Material provided >>
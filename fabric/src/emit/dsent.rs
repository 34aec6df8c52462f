// Copyright 2023 Google LLC
//
// Licensed under the Apache License, Version 2.0 (the "License");
// you may not use this file except in compliance with the License.
// You may obtain a copy of the License at
//
//      http://www.apache.org/licenses/LICENSE-2.0
//
// Unless required by applicable law or agreed to in writing, software
// distributed under the License is distributed on an "AS IS" BASIS,
// WITHOUT WARRANTIES OR CONDITIONS OF ANY KIND, either express or implied.
// See the License for the specific language governing permissions and
// limitations under the License.

//! DSENT router and link model configuration.
//!
//! The files depend only on the power model parameters, never on the
//! synthesized graph.

use anyhow::Context;
use std::fs;
use std::path::Path;

use crate::config::PowerModelConfiguration;

pub const ROUTER_CFG: &str = "router.cfg";
pub const LINK_CFG: &str = "electrical-link.cfg";

const TECH_MODEL: &str = "ext/dsent/tech/tech_models/TG11LVT.model";
const FREQUENCY_HZ: f64 = 1.0e9;
const WIRE_LENGTH_M: f64 = 1.0e-3;
const WIRE_DELAY_S: f64 = 1.0e-9;

/// Two control networks and one data network.
const VIRTUAL_NETWORKS: usize = 3;

pub fn router_config(config: &PowerModelConfiguration) -> String {
    let vcs = vec![config.vcs_per_vnet.to_string(); VIRTUAL_NETWORKS];
    let buffers = [
        config.buffers_per_ctrl_vc,
        config.buffers_per_ctrl_vc,
        config.buffers_per_data_vc,
    ];
    format!(
        r#"# Name of model to be built and evaluated
ModelName                               = Router

QueryString                             = \
    Energy>>Router:WriteBuffer@0 \
    Energy>>Router:ReadBuffer@0 \
    Energy>>Router:TraverseCrossbar->Multicast1@0 \
    Energy>>Router:ArbitrateSwitch->ArbitrateStage1@0 \
    Energy>>Router:ArbitrateSwitch->ArbitrateStage2@0 \
    Energy>>Router:DistributeClock@0 \
    NddPower>>Router:Leakage@1 \
    Area>>Router:Active@1 \

ElectricalTechModelFilename             = {tech}

IsPerformTimingOptimization             = true
TimingOptimization->StartNetNames       = [*]
Frequency                               = {frequency:e}

# Port counts are overwritten per router by the power/area script
NumberInputPorts                        = 1
NumberOutputPorts                       = 1
NumberBitsPerFlit                       = {bits}

NumberVirtualNetworks                   = {vnets}
NumberVirtualChannelsPerVirtualNetwork  = [{vcs}]
NumberBuffersPerVirtualChannel          = [{buffers}]

InputPort->BufferModel                  = DFFRAM
CrossbarModel                           = MultiplexerCrossbar
SwitchAllocator->ArbiterModel           = MatrixArbiter
ClockTreeModel                          = BroadcastHTree
ClockTree->NumberLevels                 = 5
ClockTree->WireLayer                    = Global
ClockTree->WireWidthMultiplier          = 1.0

BufRdInjectionRate                      = 1.0
BufWrInjectionRate                      = 1.0
XbarInjectionRate                       = 1.0
SAInjectionRate                         = 1.0

EvaluateString                          = \
    buf_rd_ejection_rate   = $(NumberInputPorts) * $(BufRdInjectionRate) / $(NumberOutputPorts); \
    buf_wr_ejection_rate   = $(NumberInputPorts) * $(BufWrInjectionRate) / $(NumberOutputPorts); \
    xbar_ejection_rate     = $(NumberInputPorts) * $(XbarInjectionRate) / $(NumberOutputPorts); \
    sa_ejection_rate       = $(NumberInputPorts) * $(SAInjectionRate) / $(NumberOutputPorts); \
    buf_rd_dynamic         = $(Energy>>Router:ReadBuffer) * $(Frequency); \
    buf_wr_dynamic         = $(Energy>>Router:WriteBuffer) * $(Frequency); \
    buf_static             = $(NddPower>>Router->InputPort:Leakage) * $(NumberInputPorts) + ($(NddPower>>Router->PipelineReg0:Leakage) + $(NddPower>>Router->PipelineReg1:Leakage)) * $(NumberInputPorts) * $(NumberBitsPerFlit); \
    xbar_o_dynamic         = $(Energy>>Router:TraverseCrossbar->Multicast1) * $(Frequency); \
    xbar_static            = $(NddPower>>Router->Crossbar:Leakage) + $(NddPower>>Router->PipelineReg2_0:Leakage) * $(NumberOutputPorts) * $(NumberBitsPerFlit); \
    sa_o_dynamic           = ($(Energy>>Router:ArbitrateSwitch->ArbitrateStage1) + $(Energy>>Router:ArbitrateSwitch->ArbitrateStage2)) * $(Frequency); \
    sa_static              = $(NddPower>>Router->SwitchAllocator:Leakage); \
    clock_o_dynamic        = $(Energy>>Router:DistributeClock) * $(Frequency); \
    clock_static           = $(NddPower>>Router->ClockTree:Leakage); \
    buffer_dynamic         = buf_wr_dynamic * $(BufRdInjectionRate) * $(NumberInputPorts) + buf_rd_dynamic * buf_wr_ejection_rate * $(NumberOutputPorts); \
    buffer_leakage         = buf_static; \
    xbar_dynamic           = xbar_o_dynamic * xbar_ejection_rate * $(NumberOutputPorts); \
    xbar_leakage           = xbar_static; \
    sa_dynamic             = sa_o_dynamic * sa_ejection_rate * $(NumberOutputPorts); \
    sa_leakage             = sa_static; \
    clock_dynamic          = clock_o_dynamic; \
    clock_leakage          = clock_static; \
    total_dynamic          = buffer_dynamic + xbar_dynamic + sa_dynamic + clock_dynamic; \
    total_leakage          = buffer_leakage + xbar_leakage + sa_leakage + clock_leakage; \
    buf_area               = ($(Area>>Router->InputPort:Active) + ($(Area>>Router->PipelineReg0:Active) + $(Area>>Router->PipelineReg1:Active)) * $(NumberBitsPerFlit)) * $(NumberInputPorts); \
    xbar_area              = $(Area>>Router->Crossbar:Active) + $(Area>>Router->Crossbar_Sel_DFF:Active) + $(Area>>Router->PipelineReg2_0:Active) * $(NumberBitsPerFlit) * $(NumberOutputPorts); \
    sa_area                = $(Area>>Router->SwitchAllocator:Active); \
    other_area             = $(Area>>Router->ClockTree:Active); \
    total_area             = 1.1 * (buf_area + xbar_area + sa_area + other_area); \
    print "Buffer/Dynamic power: " buffer_dynamic; \
    print "Buffer/Leakage power: " buffer_leakage; \
    print "Crossbar/Dynamic power: " xbar_dynamic; \
    print "Crossbar/Leakage power: " xbar_leakage; \
    print "Switch allocator/Dynamic power: " sa_dynamic; \
    print "Switch allocator/Leakage power: " sa_leakage; \
    print "Clock/Dynamic power: " clock_dynamic; \
    print "Clock/Leakage power: " clock_leakage; \
    print "Area/Buffer: " buf_area; \
    print "Area/Crossbar: " xbar_area; \
    print "Area/Switch allocator: " sa_area; \
    print "Area/Other: " other_area; \
    print "Area/Total: " total_area; \
    print "Total/Dynamic power: " total_dynamic; \
    print "Total/Leakage power: " $(NddPower>>Router:Leakage); \
"#,
        tech = TECH_MODEL,
        frequency = FREQUENCY_HZ,
        bits = config.link_width_bits,
        vnets = VIRTUAL_NETWORKS,
        vcs = vcs.join(", "),
        buffers = buffers.iter().map(|b| b.to_string()).collect::<Vec<_>>().join(", "),
    )
}

pub fn link_config(config: &PowerModelConfiguration) -> String {
    format!(
        r#"# Name of model to be built and evaluated
ModelName                               = RepeatedLink

QueryString                             = \
    Energy>>RepeatedLink:Send@0 \
    NddPower>>RepeatedLink:Leakage@0 \
    Area>>RepeatedLink:Active@0 \

InjectionRate                           = 1
EvaluateString                          = \
    link_dynamic    = $(Energy>>RepeatedLink:Send) * $(Frequency); \
    link_static     = $(NddPower>>RepeatedLink:Leakage); \
    print "    Dynamic power: " link_dynamic * $(InjectionRate); \
    print "    Leakage power: " link_static; \

ElectricalTechModelFilename             = {tech}

# Links insert their own repeaters from Delay; never optimize them
IsPerformTimingOptimization             = false
TimingOptimization->StartNetNames       = []
Frequency                               = {frequency:e}

NumberBits                              = {bits}
WireLayer                               = Global
WireWidthMultiplier                     = 1.0
WireSpacingMultiplier                   = 1.0

WireLength                              = {length:e}
Delay                                   = {delay:e}
"#,
        tech = TECH_MODEL,
        frequency = FREQUENCY_HZ,
        bits = config.link_width_bits,
        length = WIRE_LENGTH_M,
        delay = WIRE_DELAY_S,
    )
}

/// Write `router.cfg` and `electrical-link.cfg` into `dir`.
pub fn write_power_model<P: AsRef<Path>>(
    dir: P,
    config: &PowerModelConfiguration,
) -> anyhow::Result<()> {
    let dir = dir.as_ref();
    fs::create_dir_all(dir).with_context(|| format!("cannot create {}", dir.display()))?;
    let files = [
        (ROUTER_CFG, router_config(config)),
        (LINK_CFG, link_config(config)),
    ];
    for (name, contents) in files.iter() {
        let path = dir.join(name);
        fs::write(&path, contents).with_context(|| format!("cannot write {}", path.display()))?;
        log::info!("wrote power model {}", path.display());
    }
    Ok(())
}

Exercise directions >>
On how many lines above does the word "PowerModelConfiguration" appear? Answer with that figure only.

Your solution >>
4